My opinion of twitter chats has not changed. I take a look at a couple of chats now and then to see what I think. I find it hard to believe there is much learning going on. Perhaps socialization and morale building, but little information shared or issues debated. I thought with the increase in length of tweets that is now allowed there might be more actually happening. The brief comments that could be exchanged was one of my original complaints. More can now be conveyed with a single tweet, but I seldom observe that this extra space is being used.
When I search for published material on Twitter chats, I find plenty of explanations for how to conduct a Twitter chat. I find a few suggestions for how to make chats more productive. I find proposals that chats can fill many specific needs. I just don’t find anyone analyzing what goes on during a chat (process variables) or what changes as a consequence (product variables).
I did locate a paper noting that Twitter chats could be used to support the needs of medical professionals and proposing possible benefits and concerns. My hope has been that researchers would take these potential benefits and concerns, operationalize these possibilities in ways that would be easy to identify, and see what actually happens before, during, and after chats.

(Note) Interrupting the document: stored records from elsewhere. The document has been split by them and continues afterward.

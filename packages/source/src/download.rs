//! Streamed file downloads.
//!
//! Bodies are streamed to `<dest>.part` and renamed into place once
//! complete, so an interrupted download never leaves a file that looks
//! finished.
//!
//! Redirects are followed here rather than by `reqwest`, so the caller's
//! request builder sees every hop and can attach credentials to the hosts
//! that ask for them.

use std::path::{Path, PathBuf};

use futures::StreamExt as _;
use reqwest::Url;
use tokio::io::AsyncWriteExt as _;
use tokio_util::sync::CancellationToken;

use crate::SourceError;
use crate::retry::{self, RetryPolicy};

/// Redirect hops followed before giving up.
pub const MAX_REDIRECTS: usize = 10;

/// Downloads `url` to `dest`, returning the number of bytes written.
///
/// `build_request` is called with the URL of every hop, starting with
/// `url`. Each hop goes through [`retry::send`]. A body that fails midway
/// is re-requested from the start under the same policy.
///
/// # Errors
///
/// Returns [`SourceError`] if the request fails after all retries, the
/// final status is not 2xx, the redirect chain is too long, the file
/// cannot be written, or `cancel` fires.
pub async fn download_file<F>(
    policy: &RetryPolicy,
    cancel: &CancellationToken,
    dest: &Path,
    url: &Url,
    build_request: F,
) -> Result<u64, SourceError>
where
    F: Fn(&Url) -> reqwest::RequestBuilder,
{
    if let Some(parent) = dest.parent() {
        tokio::fs::create_dir_all(parent)
            .await
            .map_err(|e| SourceError::io(parent, e))?;
    }

    let part = part_path(dest);
    let mut body_attempt: u32 = 0;

    loop {
        match stream_to(policy, cancel, &part, url, &build_request).await {
            Ok(bytes) => {
                tokio::fs::rename(&part, dest)
                    .await
                    .map_err(|e| SourceError::io(dest, e))?;
                return Ok(bytes);
            }
            Err(SourceError::Http(e)) if body_attempt < policy.max_retries => {
                body_attempt += 1;
                log::warn!(
                    "Download of {} interrupted (body retry {body_attempt}/{}): {e}",
                    dest.display(),
                    policy.max_retries
                );
            }
            Err(e) => {
                let _ = tokio::fs::remove_file(&part).await;
                return Err(e);
            }
        }
    }
}

/// Sends `url` and follows 3xx responses by hand, calling `build_request`
/// for each hop.
///
/// # Errors
///
/// Returns [`SourceError::TooManyRedirects`] after [`MAX_REDIRECTS`] hops,
/// [`SourceError::HttpStatus`] for a redirect without a usable `Location`,
/// or whatever [`retry::send`] returns for a hop.
pub async fn follow_redirects<F>(
    policy: &RetryPolicy,
    cancel: &CancellationToken,
    url: &Url,
    build_request: &F,
) -> Result<reqwest::Response, SourceError>
where
    F: Fn(&Url) -> reqwest::RequestBuilder,
{
    let mut current = url.clone();

    for _ in 0..=MAX_REDIRECTS {
        let response = retry::send(policy, cancel, || build_request(&current)).await?;
        if !response.status().is_redirection() {
            return Ok(response);
        }

        let next = response
            .headers()
            .get(reqwest::header::LOCATION)
            .and_then(|value| value.to_str().ok())
            .and_then(|location| response.url().join(location).ok());
        let Some(next) = next else {
            return Err(retry::status_error(response).await);
        };

        log::debug!("{current} -> {next}");
        current = next;
    }

    Err(SourceError::TooManyRedirects {
        url: url.to_string(),
    })
}

async fn stream_to<F>(
    policy: &RetryPolicy,
    cancel: &CancellationToken,
    part: &Path,
    url: &Url,
    build_request: &F,
) -> Result<u64, SourceError>
where
    F: Fn(&Url) -> reqwest::RequestBuilder,
{
    let response = follow_redirects(policy, cancel, url, build_request).await?;
    if !response.status().is_success() {
        return Err(retry::status_error(response).await);
    }

    let mut file = tokio::fs::File::create(part)
        .await
        .map_err(|e| SourceError::io(part, e))?;

    let mut stream = response.bytes_stream();
    let mut written: u64 = 0;

    loop {
        let chunk = tokio::select! {
            biased;
            () = cancel.cancelled() => return Err(SourceError::Cancelled),
            chunk = stream.next() => chunk,
        };
        let Some(chunk) = chunk else {
            break;
        };
        let chunk = chunk?;
        file.write_all(&chunk)
            .await
            .map_err(|e| SourceError::io(part, e))?;
        written += chunk.len() as u64;
    }

    file.flush().await.map_err(|e| SourceError::io(part, e))?;

    Ok(written)
}

/// `<dest>.part`
fn part_path(dest: &Path) -> PathBuf {
    let mut name = dest.as_os_str().to_owned();
    name.push(".part");
    PathBuf::from(name)
}

#[cfg(test)]
mod tests {
    use actix_web::http::header;
    use actix_web::{HttpRequest, HttpResponse, web};

    use super::*;
    use crate::test_support;

    #[tokio::test]
    async fn writes_body_and_removes_part_file() {
        let base = test_support::spawn(|cfg| {
            cfg.route(
                "/file.bin",
                web::get().to(|| async { HttpResponse::Ok().body(vec![7u8; 10_000]) }),
            );
        });
        let tmp = tempfile::tempdir().unwrap();
        let dest = tmp.path().join("nested/file.bin");
        let client = reqwest::Client::new();
        let url = Url::parse(&format!("{base}/file.bin")).unwrap();

        let bytes = download_file(
            &RetryPolicy::none(),
            &CancellationToken::new(),
            &dest,
            &url,
            |url| client.get(url.clone()),
        )
        .await
        .unwrap();

        assert_eq!(bytes, 10_000);
        assert_eq!(std::fs::read(&dest).unwrap().len(), 10_000);
        assert!(!part_path(&dest).exists());
    }

    #[tokio::test]
    async fn failed_download_leaves_nothing_behind() {
        let base = test_support::spawn(|cfg| {
            cfg.route(
                "/gone.tar",
                web::get().to(|| async { HttpResponse::NotFound().finish() }),
            );
        });
        let tmp = tempfile::tempdir().unwrap();
        let dest = tmp.path().join("gone.tar");
        let client = reqwest::Client::new();
        let url = Url::parse(&format!("{base}/gone.tar")).unwrap();

        let err = download_file(
            &RetryPolicy::none(),
            &CancellationToken::new(),
            &dest,
            &url,
            |url| client.get(url.clone()),
        )
        .await
        .unwrap_err();

        assert!(matches!(err, SourceError::HttpStatus { status: 404, .. }));
        assert!(!dest.exists());
        assert!(!part_path(&dest).exists());
    }

    #[tokio::test]
    async fn every_hop_goes_through_the_request_builder() {
        let base = test_support::spawn(|cfg| {
            cfg.route(
                "/start",
                web::get().to(|| async {
                    HttpResponse::Found()
                        .insert_header((header::LOCATION, "/middle"))
                        .finish()
                }),
            )
            .route(
                "/middle",
                web::get().to(|| async {
                    HttpResponse::SeeOther()
                        .insert_header((header::LOCATION, "/end.bin"))
                        .finish()
                }),
            )
            .route(
                "/end.bin",
                web::get().to(|req: HttpRequest| async move {
                    if req.headers().contains_key("x-hop") {
                        HttpResponse::Ok().body("payload")
                    } else {
                        HttpResponse::Unauthorized().finish()
                    }
                }),
            );
        });
        let tmp = tempfile::tempdir().unwrap();
        let dest = tmp.path().join("end.bin");
        let client = reqwest::Client::builder()
            .redirect(reqwest::redirect::Policy::none())
            .build()
            .unwrap();
        let url = Url::parse(&format!("{base}/start")).unwrap();
        let hops = std::sync::Mutex::new(Vec::new());

        download_file(
            &RetryPolicy::none(),
            &CancellationToken::new(),
            &dest,
            &url,
            |url| {
                hops.lock().unwrap().push(url.path().to_string());
                client.get(url.clone()).header("x-hop", "1")
            },
        )
        .await
        .unwrap();

        assert_eq!(*hops.lock().unwrap(), ["/start", "/middle", "/end.bin"]);
        assert_eq!(std::fs::read_to_string(&dest).unwrap(), "payload");
    }

    #[tokio::test]
    async fn redirect_loop_is_cut_off() {
        let base = test_support::spawn(|cfg| {
            cfg.route(
                "/loop",
                web::get().to(|| async {
                    HttpResponse::Found()
                        .insert_header((header::LOCATION, "/loop"))
                        .finish()
                }),
            );
        });
        let tmp = tempfile::tempdir().unwrap();
        let dest = tmp.path().join("loop.bin");
        let client = reqwest::Client::builder()
            .redirect(reqwest::redirect::Policy::none())
            .build()
            .unwrap();
        let url = Url::parse(&format!("{base}/loop")).unwrap();

        let err = download_file(
            &RetryPolicy::none(),
            &CancellationToken::new(),
            &dest,
            &url,
            |url| client.get(url.clone()),
        )
        .await
        .unwrap_err();

        assert!(matches!(err, SourceError::TooManyRedirects { .. }));
        assert!(!dest.exists());
        assert!(!part_path(&dest).exists());
    }
}
//! Invocation of the external raster translation tool.
//!
//! [`TranslateCommand`] is the exact argv handed to the tool, built per
//! source. [`Translator`] runs it; [`GdalTranslate`] spawns the real
//! program, tests substitute a recording fake.

use std::path::Path;
use std::process::Stdio;

use async_trait::async_trait;
use snow_cover_source::config::ConvertConfig;
use snow_cover_source_models::GeoReference;
use tokio_util::sync::CancellationToken;

use crate::ConvertError;

/// Program and arguments for one translation.
#[derive(Debug, Clone, PartialEq, Eq)]
pub struct TranslateCommand {
    /// Executable name or path.
    pub program: String,
    /// Arguments, passed without shell interpretation.
    pub args: Vec<String>,
}

impl TranslateCommand {
    /// Extracts the NDSI subdataset of an HDF4-EOS tile:
    /// `<program> <driver>:<input>:<grid>:<subdataset> <output>`.
    #[must_use]
    pub fn ndsi(config: &ConvertConfig, input: &Path, output: &Path) -> Self {
        Self {
            program: config.program.clone(),
            args: vec![
                format!(
                    "{}:{}:{}:{}",
                    config.ndsi_driver,
                    input.display(),
                    config.ndsi_grid,
                    config.ndsi_subdataset
                ),
                output.display().to_string(),
            ],
        }
    }

    /// Wraps a headerless binary grid as a GeoTIFF with explicit
    /// coordinate system, nodata value and corners.
    #[must_use]
    pub fn georeferenced(
        config: &ConvertConfig,
        geo: &GeoReference,
        input: &Path,
        output: &Path,
    ) -> Self {
        let mut args = vec![
            "-of".to_string(),
            "GTiff".to_string(),
            "-a_srs".to_string(),
            geo.srs.to_string(),
            "-a_nodata".to_string(),
            geo.nodata.to_string(),
        ];
        if let Some(bounds) = geo.bounds {
            args.extend(
                ["-a_ullr", bounds.ulx, bounds.uly, bounds.lrx, bounds.lry].map(str::to_string),
            );
        }
        args.push(input.display().to_string());
        args.push(output.display().to_string());

        Self {
            program: config.program.clone(),
            args,
        }
    }

    /// The output path (last argument).
    #[must_use]
    pub fn output(&self) -> Option<&str> {
        self.args.last().map(String::as_str)
    }
}

impl std::fmt::Display for TranslateCommand {
    fn fmt(&self, f: &mut std::fmt::Formatter<'_>) -> std::fmt::Result {
        write!(f, "{}", self.program)?;
        for arg in &self.args {
            if arg.contains(' ') {
                write!(f, " \"{arg}\"")?;
            } else {
                write!(f, " {arg}")?;
            }
        }
        Ok(())
    }
}

/// Runs translation commands.
#[async_trait]
pub trait Translator: Send + Sync {
    /// Runs `command` to completion.
    ///
    /// # Errors
    ///
    /// Returns [`ConvertError::ConversionTool`] when the tool exits
    /// unsuccessfully, [`ConvertError::Spawn`] when it cannot be started
    /// and [`ConvertError::Cancelled`] when `cancel` fires first.
    async fn translate(
        &self,
        command: &TranslateCommand,
        cancel: &CancellationToken,
    ) -> Result<(), ConvertError>;
}

/// Spawns the configured program (normally `gdal_translate`).
#[derive(Debug, Clone, Copy, Default)]
pub struct GdalTranslate;

#[async_trait]
impl Translator for GdalTranslate {
    async fn translate(
        &self,
        command: &TranslateCommand,
        cancel: &CancellationToken,
    ) -> Result<(), ConvertError> {
        log::debug!("Running {command}");

        let child = tokio::process::Command::new(&command.program)
            .args(&command.args)
            .stdin(Stdio::null())
            .stdout(Stdio::piped())
            .stderr(Stdio::piped())
            .kill_on_drop(true)
            .spawn()
            .map_err(|source| ConvertError::Spawn {
                program: command.program.clone(),
                source,
            })?;

        // Dropping the child on cancellation kills it.
        let waited = tokio::select! {
            biased;
            () = cancel.cancelled() => return Err(ConvertError::Cancelled),
            output = child.wait_with_output() => output,
        };
        let output = waited.map_err(|source| ConvertError::Spawn {
            program: command.program.clone(),
            source,
        })?;

        if output.status.success() {
            return Ok(());
        }

        let stderr = String::from_utf8_lossy(&output.stderr).trim().to_string();
        log::error!("{} failed ({}): {stderr}", command.program, output.status);

        Err(ConvertError::ConversionTool {
            program: command.program.clone(),
            status: output.status.to_string(),
            stderr,
        })
    }
}
/// Keyword substrings selecting which archive members to keep.
///
/// A member is kept when its name contains any keyword. An empty filter
/// keeps nothing.
#[derive(Debug, Clone, PartialEq, Eq, Default, Serialize, Deserialize)]
#[serde(transparent)]
pub struct ExtractionFilter {
    keywords: Vec<String>,
}

impl ExtractionFilter {
    /// Builds a filter from raw keywords.
    #[must_use]
    pub fn new<I, S>(keywords: I) -> Self
    where
        I: IntoIterator<Item = S>,
        S: Into<String>,
    {
        Self {
            keywords: keywords.into_iter().map(Into::into).collect(),
        }
    }

    /// Builds a filter keeping the given products.
    #[must_use]
    pub fn from_products(products: &[SnodasProduct]) -> Self {
        Self::new(products.iter().map(|p| p.code()))
    }

    /// Returns `true` if `member_name` contains any keyword.
    #[must_use]
    pub fn matches(&self, member_name: &str) -> bool {
        self.keywords.iter().any(|k| member_name.contains(k.as_str()))
    }

    /// The configured keywords.
    #[must_use]
    pub fn keywords(&self) -> &[String] {
        &self.keywords
    }
}

/// Corner coordinates of a raster, kept as the exact decimal literals the
/// translation tool receives.
#[derive(Debug, Clone, Copy, PartialEq, Eq)]
pub struct Bounds {
    /// Upper-left longitude.
    pub ulx: &'static str,
    /// Upper-left latitude.
    pub uly: &'static str,
    /// Lower-right longitude.
    pub lrx: &'static str,
    /// Lower-right latitude.
    pub lry: &'static str,
}

/// Fixed georeferencing needed to tag a headerless raster.
#[derive(Debug, Clone, Copy, PartialEq, Eq)]
pub struct GeoReference {
    /// PROJ string for the output coordinate system.
    pub srs: &'static str,
    /// Sentinel value for missing pixels.
    pub nodata: &'static str,
    /// Explicit corners, when the input carries none.
    pub bounds: Option<Bounds>,
}

/// Georeferencing of the unmasked SNODAS grid (WGS84, continental extent).
pub const SNODAS_GEOREFERENCE: GeoReference = GeoReference {
    srs: "+proj=longlat +ellps=WGS84 +datum=WGS84 +no_defs",
    nodata: "-9999",
    bounds: Some(Bounds {
        ulx: "-130.51708333333333",
        uly: "58.23291666666667",
        lrx: "-62.25041666666667",
        lry: "24.09958333333333",
    }),
};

Choo, E. K., Ranney, M. L., Chan, T. M., Trueger, N. S., Walsh, A. E., Tegtmeyer, K., … & Carroll, C. L. (2015). Twitter as a tool for communication and knowledge exchange in academic medicine: a guide for skeptics and novices. Medical teacher, 37(5), 411-416.
I keep suggesting that education graduate students take on this type of research. I keep thinking that some useful data should be easy to collect. Chats are often archived and available. There would be some questions best answered by observing chats in real time, but some basic quantitative information should be easy to generate by using archived data.
If this makes little sense, consider that coding systems for classroom interaction have been used for years (e.g., Flanders; Brophy & Good). Consider that Choo, et al. suggest that professionals can benefit from chats by sharing suggestions for practice, identify useful resources that may be unfamiliar to others, request tactics for dealing with an unfamiliar challenge, etc. It should be relatively easy to determine how frequently these things happen within a designated unit of chat time.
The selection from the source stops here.